I haven't been too active on MedHelp lately, but wanted to write this journal as an update to anyone who may still be following my timeline of events concerning my oldest son since joining this site five years ago.
Trevor is currently seven years old, and I've written multiple journals about him over the last five year concerning his behavioral quirks and learning abilities. I noticed from a very young age with him--about 15 months old--that he seemed a little above average with high energy. Since he began walking, he's always been extremely active, and I'll even go as far as saying yes, my son is hyperactive, without using that term lightly. Trevor is going going going, constantly, unless he's sleeping or he's sick, he literally is always in motion. Some part of him is always moving or going full-force impact into something. He is not the most coordinated kid, either.
Over the years, I've noticed (and admittedly gotten frustrated with) how nearly every other kid that has been his age, or even younger, just seems "easier" for parents to handle and even learn things more quickly. Not that Trevor isn't smart--he's actually quite intuitive with people and has an amazing memory--but other kids just seemed to pick up reading, writing, coloring in the lines, tying their shoes, riding a bike, and heck...even playing video games more quickly and easily than he ever has. For me, as his mother, I feel like I spend more time getting onto him to settle down and focus and be still than I do anything else. He's all over the place all the time, and no matter what we've tried to establish boundaries, discipline, positively reinforce, and keep his world routine and structured--his energy level simply seems to NEVER get under control. I've jokingly told many people he has a theme song: Flight of the Bumblebee.
When he was in pre-school at age four, I saw other kids in his class learning to read and write, yet he could barely keep letters aligned on paper, much less apply enough pressure to the pencil to write something to be seen. His teachers didn't seem concerned. Neither did anyone else. In fact, that was one of hte first journals I wrote about him on here, wondering how easily a child should be able to learn to read. I even wondered if he might have dyslexia because he was consistently seeing and writing things backwards or transposing letters in three and four letter words. But since he was so young (age four), I got a lot of the "kids learn at their own pace" lines from not just his teachers, but advice on my journal--and even that expecting that much from a four year old boy was essentially ridiculous. So for another year, I dismissed my concerns even though it continued to be a nagging issue for me simply because about 15 other four year olds could easily do what my son struggled to do. Why? And why did this not concern anyone but me?
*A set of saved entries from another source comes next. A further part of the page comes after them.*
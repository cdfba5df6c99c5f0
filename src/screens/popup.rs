//! Popup screen - editable page link with a copy button.

use async_trait::async_trait;
use crossterm::event::{KeyCode, KeyEvent, KeyModifiers};
use ratatui::{
    layout::{Alignment, Constraint, Direction, Layout, Rect},
    style::{Color, Modifier, Style},
    widgets::{Block, Borders, Paragraph},
    Frame,
};
use ratatui_garnish::{shadow::HalfShadow, GarnishableWidget, Padding};
use std::sync::Arc;
use std::time::{Duration, Instant};
use tracing::error;

use crate::models::Tab;
use crate::services::Clipboard;

use super::{Screen, ScreenAction};

/// How long the button reads "Copied!" before it can copy again.
const COPIED_FEEDBACK: Duration = Duration::from_millis(1000);

/// Popup pre-filled with the page's Markdown link.
pub struct PopupScreen {
    tab: Tab,
    clipboard: Arc<dyn Clipboard>,
    text: String,
    copied_at: Option<Instant>,
}

impl PopupScreen {
    pub fn new(tab: Tab, text: String, clipboard: Arc<dyn Clipboard>) -> Self {
        Self {
            tab,
            clipboard,
            text,
            copied_at: None,
        }
    }

    #[cfg(test)]
    pub fn text(&self) -> &str {
        &self.text
    }

    fn showing_copied(&self) -> bool {
        self.copied_at
            .is_some_and(|at| at.elapsed() < COPIED_FEEDBACK)
    }

    async fn copy(&mut self) -> ScreenAction {
        if self.showing_copied() {
            return ScreenAction::None;
        }

        match self.clipboard.write_text(&self.tab, &self.text).await {
            Ok(()) => {
                self.copied_at = Some(Instant::now());
                ScreenAction::StatusMessage("Copied!".to_string())
            }
            Err(e) => {
                error!(error = %e, "clipboard write failed");
                ScreenAction::StatusMessage(format!("Copy failed: {}", e))
            }
        }
    }
}

#[async_trait]
impl Screen for PopupScreen {
    fn title(&self) -> &str {
        "Copy Markdown Link"
    }

    fn hints(&self) -> &'static [(&'static str, &'static str)] {
        &[("Enter", "Copy"), ("Esc", "Quit")]
    }

    fn draw(&mut self, f: &mut Frame, area: Rect) {
        let chunks = Layout::default()
            .direction(Direction::Vertical)
            .constraints([
                Constraint::Length(3), // Link input
                Constraint::Length(1), // Spacer
                Constraint::Length(3), // Button
                Constraint::Min(0),
            ])
            .split(area);

        let input = Paragraph::new(format!("{}▏", self.text))
            .block(Block::default().borders(Borders::ALL).title("Markdown"))
            .style(Style::default().fg(Color::White));
        f.render_widget(input, chunks[0]);

        let (label, style) = if self.showing_copied() {
            (
                "Copied!",
                Style::default()
                    .fg(Color::Black)
                    .bg(Color::LightBlue)
                    .add_modifier(Modifier::BOLD),
            )
        } else {
            ("Copy", Style::default().fg(Color::Cyan).add_modifier(Modifier::BOLD))
        };

        let button_area = Layout::default()
            .direction(Direction::Horizontal)
            .constraints([Constraint::Length(16), Constraint::Min(0)])
            .split(chunks[2])[0];
        let button = Paragraph::new(label)
            .alignment(Alignment::Center)
            .block(Block::default().borders(Borders::ALL))
            .style(style);
        let garnished = button
            .garnish(Padding::horizontal(1))
            .garnish(HalfShadow::default());
        f.render_widget(garnished, button_area);
    }

    async fn handle_key(&mut self, key: KeyEvent) -> ScreenAction {
        match key.code {
            KeyCode::Enter => self.copy().await,
            KeyCode::Esc => ScreenAction::Quit,
            KeyCode::Backspace => {
                self.text.pop();
                ScreenAction::None
            }
            KeyCode::Char(c) if !key.modifiers.contains(KeyModifiers::CONTROL) => {
                self.text.push(c);
                ScreenAction::None
            }
            _ => ScreenAction::None,
        }
    }
}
By the time he got to kindergarten, he seemed to improve. His reading skills did get better in his first semester, and he began to apply enough pressure to the pencil when writing that you could see what he wrote. He was clearly making an effort to spell phonetically and doing pretty well. However, he was averaging about three yellow cards per week in his class--meaning his behavior was interfering with his classroom time, which was always a discipline warning for talking too much (he's extremely social) or not staying in his seat or staying wherever it was he was supposed to be. He would get frustrated because he'd finish his work last, or close to last, and couldn't get up to go to "Centers" (a type of learning playtime) until he was finished, yet most of the other kids were already playing. By halfway through the semester, I was getting really concerned that he was getting so many yellow cards per week, so I emailed his teacher and asked if she had any concerns about ADHD. I did not get a response back. A couple of weeks later, we had a parent-teacher conference, and I asked her about it then. She did not seem concerned whatsoever about him and said that he was not a "problem child," but just exubrant and needed lots of structure, but that since he was right on par academically and not falling behind in anything and maintaining his average grade level expectations, she assured me I had no reason to worry. But I was not assured. To me, something was not right because I did not want to have my child having to endure this constant discipline. I expected things to be easier for him.
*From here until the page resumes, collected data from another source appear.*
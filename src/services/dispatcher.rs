//! Trigger dispatch: turn a menu click or action click into clipboard text.

use std::fmt;
use std::sync::Arc;
use tracing::{debug, error, info, warn};

use crate::models::{ActionButton, ClickInfo, Options, SelectionContext, Tab, TriggerKind};

use super::clipboard::Clipboard;
use super::formatter::{format_image, format_link, format_page};
use super::option_store::{OptionStore, StoreError};
use super::privacy::remove_tracking;

/// A discrete user action delivered by the host.
#[derive(Debug, Clone, PartialEq, Eq)]
pub enum Trigger {
    /// A context-menu entry was clicked.
    MenuClick { info: ClickInfo, tab: Option<Tab> },
    /// The toolbar action button was clicked.
    ActionClick { tab: Option<Tab> },
}

/// Why a trigger ended without touching the clipboard.
#[derive(Debug, Clone, PartialEq, Eq)]
pub enum AbortReason {
    UnknownMenuItem(String),
    MissingTab,
    MissingPageUrl,
    Disabled(TriggerKind),
}

impl fmt::Display for AbortReason {
    fn fmt(&self, f: &mut fmt::Formatter<'_>) -> fmt::Result {
        match self {
            Self::UnknownMenuItem(id) => write!(f, "unknown menu item '{}'", id),
            Self::MissingTab => f.write_str("tab is not found"),
            Self::MissingPageUrl => f.write_str("tab has no URL"),
            Self::Disabled(kind) => write!(f, "{:?} copying is disabled", kind),
        }
    }
}

/// Result of handling one trigger.
#[derive(Debug, Clone, PartialEq, Eq)]
pub enum DispatchOutcome {
    /// The text was written to the clipboard.
    Copied(String),
    /// The action button is set to open the popup, pre-filled with this text.
    ShowPopup(String),
    Aborted(AbortReason),
    /// Formatting succeeded but the clipboard write failed. Not retried.
    ClipboardFailed(String),
}

/// Routes triggers through the option store, formatter and clipboard.
pub struct Dispatcher {
    store: OptionStore,
    clipboard: Arc<dyn Clipboard>,
    tracking_params: Vec<String>,
}

impl Dispatcher {
    pub fn new(store: OptionStore, clipboard: Arc<dyn Clipboard>, tracking_params: Vec<String>) -> Self {
        Self {
            store,
            clipboard,
            tracking_params,
        }
    }

    /// Handle one trigger to completion.
    ///
    /// Missing context and clipboard failures are logged and reported in the
    /// outcome. Only storage failures are returned as errors.
    pub async fn dispatch(&self, trigger: Trigger) -> Result<DispatchOutcome, StoreError> {
        debug!(?trigger, "dispatching trigger");
        match trigger {
            Trigger::MenuClick { info, tab } => self.on_menu_click(info, tab).await,
            Trigger::ActionClick { tab } => self.on_action_click(tab).await,
        }
    }

    async fn on_menu_click(&self, info: ClickInfo, tab: Option<Tab>) -> Result<DispatchOutcome, StoreError> {
        let Some(kind) = TriggerKind::from_menu_item_id(&info.menu_item_id) else {
            return Ok(abort(AbortReason::UnknownMenuItem(info.menu_item_id)));
        };
        let Some(tab) = tab else {
            return Ok(abort(AbortReason::MissingTab));
        };
        let Some(selection) = SelectionContext::from_click(kind, &info, &tab) else {
            return Ok(abort(AbortReason::MissingPageUrl));
        };

        let options = self.store.get_all().await?;
        if !kind.is_enabled(&options) {
            return Ok(abort(AbortReason::Disabled(kind)));
        }

        let text = self.render(selection, &options);
        Ok(self.copy(&tab, text).await)
    }

    async fn on_action_click(&self, tab: Option<Tab>) -> Result<DispatchOutcome, StoreError> {
        let Some(tab) = tab else {
            return Ok(abort(AbortReason::MissingTab));
        };
        let Some(page) = tab.page() else {
            return Ok(abort(AbortReason::MissingPageUrl));
        };

        let options = self.store.get_all().await?;
        let text = self.render(SelectionContext::Page(page), &options);

        match options.action_button {
            ActionButton::Popup => Ok(DispatchOutcome::ShowPopup(text)),
            ActionButton::Copy => Ok(self.copy(&tab, text).await),
        }
    }

    /// Format a selection with the given options applied.
    pub fn render(&self, selection: SelectionContext, options: &Options) -> String {
        let clean = |url: &str| {
            if options.privacy_remove_tracking {
                remove_tracking(url, &self.tracking_params)
            } else {
                url.to_string()
            }
        };

        match selection {
            SelectionContext::Link(link) => format_link(&link.text, &clean(&link.url)),
            SelectionContext::Page(page) => format_page(page.title.as_deref(), &clean(&page.url)),
            SelectionContext::Image { mut image, mut page } => {
                image.src_url = clean(&image.src_url);
                page.url = clean(&page.url);
                format_image(
                    &image,
                    options.image_alt_target,
                    options.image_link_target,
                    &page,
                )
            }
        }
    }

    async fn copy(&self, tab: &Tab, text: String) -> DispatchOutcome {
        match self.clipboard.write_text(tab, &text).await {
            Ok(()) => {
                info!(tab = tab.id, "copied {}", text);
                DispatchOutcome::Copied(text)
            }
            Err(e) => {
                error!(tab = tab.id, error = %e, "clipboard write failed");
                DispatchOutcome::ClipboardFailed(e.to_string())
            }
        }
    }
}

fn abort(reason: AbortReason) -> DispatchOutcome {
    match reason {
        AbortReason::Disabled(_) => warn!("trigger ignored: {}", reason),
        _ => error!("trigger aborted: {}", reason),
    }
    DispatchOutcome::Aborted(reason)
}

#[cfg(test)]
mod tests {
    use super::*;
    use crate::models::{ImageLinkTarget, OptionSetting};
    use crate::services::privacy::DEFAULT_TRACKING_PARAMS;
    use crate::services::storage::{KeyValueStore, MemoryStore};
    use anyhow::anyhow;
    use async_trait::async_trait;
    use serde_json::{Map, Value};
    use std::sync::Mutex;

    #[derive(Default)]
    struct RecordingClipboard {
        written: Mutex<Vec<(i64, String)>>,
    }

    #[async_trait]
    impl Clipboard for RecordingClipboard {
        async fn write_text(&self, tab: &Tab, text: &str) -> anyhow::Result<()> {
            self.written.lock().unwrap().push((tab.id, text.to_string()));
            Ok(())
        }
    }

    struct BrokenClipboard;

    #[async_trait]
    impl Clipboard for BrokenClipboard {
        async fn write_text(&self, _tab: &Tab, _text: &str) -> anyhow::Result<()> {
            Err(anyhow!("document is not focused"))
        }
    }

    struct OfflineStore;

    #[async_trait]
    impl KeyValueStore for OfflineStore {
        async fn get(&self, _keys: &[&str]) -> anyhow::Result<Map<String, Value>> {
            Err(anyhow!("storage disconnected"))
        }

        async fn set(&self, _entries: Map<String, Value>) -> anyhow::Result<()> {
            Err(anyhow!("storage disconnected"))
        }
    }

    fn dispatcher(store: OptionStore) -> (Dispatcher, Arc<RecordingClipboard>) {
        let clipboard = Arc::new(RecordingClipboard::default());
        let params = DEFAULT_TRACKING_PARAMS.iter().map(|s| s.to_string()).collect();
        (Dispatcher::new(store, clipboard.clone(), params), clipboard)
    }

    fn memory_store() -> OptionStore {
        OptionStore::new(Arc::new(MemoryStore::new()))
    }

    fn tab() -> Tab {
        Tab {
            id: 7,
            title: Some("Example Page".into()),
            url: Some("https://ex/page".into()),
        }
    }

    fn click(menu_item_id: &str) -> ClickInfo {
        ClickInfo {
            menu_item_id: menu_item_id.to_string(),
            ..ClickInfo::default()
        }
    }

    #[tokio::test]
    async fn test_image_click_with_default_options() {
        let (dispatcher, clipboard) = dispatcher(memory_store());
        let info = ClickInfo {
            media_type: Some("png".into()),
            src_url: Some("https://ex/im.png".into()),
            ..click("copy-as-markdown-image")
        };

        let outcome = dispatcher
            .dispatch(Trigger::MenuClick { info, tab: Some(tab()) })
            .await
            .unwrap();

        let expected = "[![png](https://ex/im.png)](https://ex/page)".to_string();
        assert_eq!(outcome, DispatchOutcome::Copied(expected.clone()));
        assert_eq!(*clipboard.written.lock().unwrap(), vec![(7, expected)]);
    }

    #[tokio::test]
    async fn test_image_click_without_link() {
        let store = memory_store();
        store
            .set(OptionSetting::ImageLinkTarget(ImageLinkTarget::NoLink))
            .await
            .unwrap();
        let (dispatcher, _) = dispatcher(store);
        let info = ClickInfo {
            media_type: Some("png".into()),
            src_url: Some("https://ex/im.png".into()),
            ..click("copy-as-markdown-image")
        };

        let outcome = dispatcher
            .dispatch(Trigger::MenuClick { info, tab: Some(tab()) })
            .await
            .unwrap();
        assert_eq!(outcome, DispatchOutcome::Copied("![png](https://ex/im.png)".into()));
    }

    #[tokio::test]
    async fn test_link_click_strips_tracking() {
        let (dispatcher, _) = dispatcher(memory_store());
        let info = ClickInfo {
            link_text: Some("Docs".into()),
            link_url: Some("https://ex/docs?utm_source=feed&page=2".into()),
            ..click("copy-as-markdown-link")
        };

        let outcome = dispatcher
            .dispatch(Trigger::MenuClick { info, tab: Some(tab()) })
            .await
            .unwrap();
        assert_eq!(outcome, DispatchOutcome::Copied("[Docs](https://ex/docs?page=2)".into()));
    }

    #[tokio::test]
    async fn test_link_click_keeps_tracking_when_disabled() {
        let store = memory_store();
        store
            .set(OptionSetting::PrivacyRemoveTracking(false))
            .await
            .unwrap();
        let (dispatcher, _) = dispatcher(store);
        let info = ClickInfo {
            link_url: Some("https://ex/?utm_source=feed".into()),
            ..click("copy-as-markdown-link")
        };

        let outcome = dispatcher
            .dispatch(Trigger::MenuClick { info, tab: Some(tab()) })
            .await
            .unwrap();
        assert_eq!(outcome, DispatchOutcome::Copied("[](https://ex/?utm_source=feed)".into()));
    }

    #[tokio::test]
    async fn test_page_click_without_tab_is_aborted() {
        let (dispatcher, clipboard) = dispatcher(memory_store());

        let outcome = dispatcher
            .dispatch(Trigger::MenuClick {
                info: click("copy-as-markdown-page"),
                tab: None,
            })
            .await
            .unwrap();

        assert_eq!(outcome, DispatchOutcome::Aborted(AbortReason::MissingTab));
        assert!(clipboard.written.lock().unwrap().is_empty());
    }

    #[tokio::test]
    async fn test_page_click_without_title() {
        let (dispatcher, _) = dispatcher(memory_store());
        let tab = Tab {
            id: 1,
            title: None,
            url: Some("https://x/".into()),
        };

        let outcome = dispatcher
            .dispatch(Trigger::MenuClick {
                info: click("copy-as-markdown-page"),
                tab: Some(tab),
            })
            .await
            .unwrap();
        assert_eq!(outcome, DispatchOutcome::Copied("[](https://x/)".into()));
    }

    #[tokio::test]
    async fn test_unknown_and_disabled_items_are_aborted() {
        let store = memory_store();
        store.set(OptionSetting::EnableLink(false)).await.unwrap();
        let (dispatcher, clipboard) = dispatcher(store);

        let unknown = dispatcher
            .dispatch(Trigger::MenuClick {
                info: click("copy-as-html"),
                tab: Some(tab()),
            })
            .await
            .unwrap();
        assert_eq!(
            unknown,
            DispatchOutcome::Aborted(AbortReason::UnknownMenuItem("copy-as-html".into()))
        );

        let disabled = dispatcher
            .dispatch(Trigger::MenuClick {
                info: click("copy-as-markdown-link"),
                tab: Some(tab()),
            })
            .await
            .unwrap();
        assert_eq!(
            disabled,
            DispatchOutcome::Aborted(AbortReason::Disabled(TriggerKind::Link))
        );
        assert!(clipboard.written.lock().unwrap().is_empty());
    }

    #[tokio::test]
    async fn test_action_click_opens_popup_by_default() {
        let (dispatcher, clipboard) = dispatcher(memory_store());

        let outcome = dispatcher
            .dispatch(Trigger::ActionClick { tab: Some(tab()) })
            .await
            .unwrap();

        assert_eq!(
            outcome,
            DispatchOutcome::ShowPopup("[Example Page](https://ex/page)".into())
        );
        assert!(clipboard.written.lock().unwrap().is_empty());
    }

    #[tokio::test]
    async fn test_action_click_copies_when_configured() {
        let store = memory_store();
        store
            .set(OptionSetting::ActionButton(ActionButton::Copy))
            .await
            .unwrap();
        let (dispatcher, clipboard) = dispatcher(store);

        let outcome = dispatcher
            .dispatch(Trigger::ActionClick { tab: Some(tab()) })
            .await
            .unwrap();

        assert_eq!(outcome, DispatchOutcome::Copied("[Example Page](https://ex/page)".into()));
        assert_eq!(clipboard.written.lock().unwrap().len(), 1);
    }

    #[tokio::test]
    async fn test_action_click_without_url_is_aborted() {
        let (dispatcher, _) = dispatcher(memory_store());
        let tab = Tab {
            id: 3,
            title: Some("New Tab".into()),
            url: None,
        };

        let outcome = dispatcher
            .dispatch(Trigger::ActionClick { tab: Some(tab) })
            .await
            .unwrap();
        assert_eq!(outcome, DispatchOutcome::Aborted(AbortReason::MissingPageUrl));
    }

    #[tokio::test]
    async fn test_clipboard_failure_is_reported_not_raised() {
        let dispatcher = Dispatcher::new(memory_store(), Arc::new(BrokenClipboard), Vec::new());

        let outcome = dispatcher
            .dispatch(Trigger::MenuClick {
                info: click("copy-as-markdown-page"),
                tab: Some(tab()),
            })
            .await
            .unwrap();
        assert_eq!(
            outcome,
            DispatchOutcome::ClipboardFailed("document is not focused".into())
        );
    }

    #[tokio::test]
    async fn test_storage_failure_propagates() {
        let (dispatcher, clipboard) = dispatcher(OptionStore::new(Arc::new(OfflineStore)));

        let result = dispatcher
            .dispatch(Trigger::MenuClick {
                info: click("copy-as-markdown-page"),
                tab: Some(tab()),
            })
            .await;

        assert!(matches!(result, Err(StoreError::Unavailable(_))));
        assert!(clipboard.written.lock().unwrap().is_empty());
    }
}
At the end of his kindergarten year, there was a Mother's Day breakfast his class was hosting. All the kids had made cards and handwritten notes and drawn pictures for their mothers. EVERY single child's writing and drawing was legible and recognizable. You could tell what they wrote even though most of it was misspelled, and their handwriting was much improved. Everyone's except Trevor's. His writing was not only all over the paper, but whatever it was he spelled did not even phonetically make sense, and I could only make out what some of the letters were because most of them were incompletely written or they were backwards. I had to ask him what he wrote. I was infuriated at this point that his teacher seemed to think this was no reason to be concerned. Not only with that, but also that his reading test grades were slowly dropping as the books got longer and wordier. She said since the kids were so close to the end of the year, they were losing motivation. I said he sure wasn't, because I read with him in these readers every night, and every night, he struggles to read them. He reads one word at a time and can't keep track of moving from one word to the next, and he sometimes even reads backwards. But again, I got the kids-learn-at-their-own-pace line.
I posted more about it here in journals on MedHelp. I asked for advice, opinions, anything--and also did a lot of internet research on ADHD, dyslexia, and even nutritional diets that can affect behavior. I even researched Sensory Processing Disorder (SPD), which, whenever I mentioned it to anyone, seemed unheard of, yet for Trevor, he seemed to fall right into so many categories of it. But since no one of "value" (ie: teachers, daycare workers) seemed concerned, and he wasn't really a defiant brat who seemed to purposely be looking for ways to get into trouble, I didn't take him to his pediatrician at this point. I worked with him over the summer and realized something: for as much as I was working with him on the same things, day after day, with reading and writing, he was not only struggling, but he was making NO progress. It was like he hit his peak for reading/writing development mid-kindergarten and remained stuck at that point.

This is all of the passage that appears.